The “cities’ efforts to promote homeownership” do make sense in a very minor way, but created the HB whose consequences are much worse than a little deferred maintenance.

 
 
Comment by wmbz
2009-08-30 06:59:37

“There is no cure for birth and death save to enjoy the interval.”
George Santayana, Soliloquies in England, 1922, “War Shrines”

 
Comment by wmbz
2009-08-30 07:04:39

For Now, It’s All Yours
The New York Times
August 28, 2009

LESLEY REY was carrying two mortgages when her income from selling airplanes took a dive last fall. She has a one-bedroom apartment on the Upper West Side and a house in Westchester.

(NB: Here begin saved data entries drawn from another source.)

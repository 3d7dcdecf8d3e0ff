use std::sync::Arc;

use axum::extract::State;
use axum::http::StatusCode;
use axum::response::IntoResponse;
use axum::Json;
use serde::Serialize;

use crate::repo::{RepoStatus, RepoTable};
use crate::AppState;

// ---------------------------------------------------------------------------
// Response types
// ---------------------------------------------------------------------------

#[derive(Debug, Serialize)]
pub struct HealthResponse {
    pub status: HealthStatus,
    pub repositories: RepositoryCounts,
}

#[derive(Debug, Clone, Copy, PartialEq, Eq, Serialize)]
#[serde(rename_all = "lowercase")]
pub enum HealthStatus {
    Ok,
    Degraded,
}

#[derive(Debug, Serialize)]
pub struct RepositoryCounts {
    pub ready: usize,
    pub failed: usize,
}

// ---------------------------------------------------------------------------
// Aggregate status
// ---------------------------------------------------------------------------

/// Summarise the provisioning results.  Any failed repository makes the
/// bridge `degraded`; it keeps serving the rest.
pub fn summarise(repos: &RepoTable) -> HealthResponse {
    let repositories = RepositoryCounts {
        ready: repos.count(RepoStatus::Ready),
        failed: repos.count(RepoStatus::Failed),
    };
    let status = if repositories.failed == 0 {
        HealthStatus::Ok
    } else {
        HealthStatus::Degraded
    };
    HealthResponse {
        status,
        repositories,
    }
}

// ---------------------------------------------------------------------------
// Axum handler
// ---------------------------------------------------------------------------

/// `GET /healthz` handler.  Always 200 once the server is listening.
pub async fn health_handler(State(state): State<Arc<AppState>>) -> impl IntoResponse {
    (StatusCode::OK, Json(summarise(&state.repos)))
}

“You feel a little defeated by the economy,” she said. “But you have to make sacrifices.”

She couldn’t sell the house in Westchester because she owns it with her sister, and she couldn’t bear to part with her home on the Upper West Side.

“It’s just too perfect,” she said.

At the suggestion of the real estate broker who sold her the apartment, Carol Halt, who now works at Barak Realty, she decided to rent it out. And she decided to leave it furnished.

In this economy, many an apartment has become unaffordable as jobs disappear and income shrinks. But if your home is a place you love too much to sell, the best way to hang on to it may be to entrust it to somebody else for a while.

Leaving the furniture behind can be a good way to make it through tough financial times — the owner doesn’t have to spend money on storage and the tenant does not have to pay for furniture.

According to Halstead Property, the number of furnished apartments in its database — which includes rentals by co-op and condo owners, as well as sublets by other renters — jumped by more than 50 percent from the first six months of 2008 to the same period this year.

“Certainly, part of that increase is due to inventory that was on the market for sale that shifted to the rental market,” said Fritz Frigan, the executive director of sales and leasing at Halstead.

There’s nothing like an economic landslide to help a person move past the disquieting idea of sharing personal belongings with a stranger.

Ms. Rey remembers the January evening when her tenant arrived as an unnerving experience.

“This is really weird!” she recalled saying to the man, whom she had found on Craigslist. “I don’t even know you, and I’m leaving my apartment in your hands.”

The apartment, yes. And also the books, the candles, the rugs, even the standing mixer in the kitchen. “All of that stayed,” she said. “I just took down my photos.”

The arrangement, for $3,000 a month, went well, though Ms. Rey found the month-to-month renewal process frustrating. When her first tenant cleared out in May, friends of her brother signed a one-month lease, and she started looking for her next tenant. She returned to Craigslist for a replacement. This time, her luck was not so good.

Comment by NYCityBoy
2009-08-30 08:14:06

We, the good renters, seem to be a valuable commodity.

Comment by desertdweller
2009-08-30 10:00:44

If only they would realize that and charge us less.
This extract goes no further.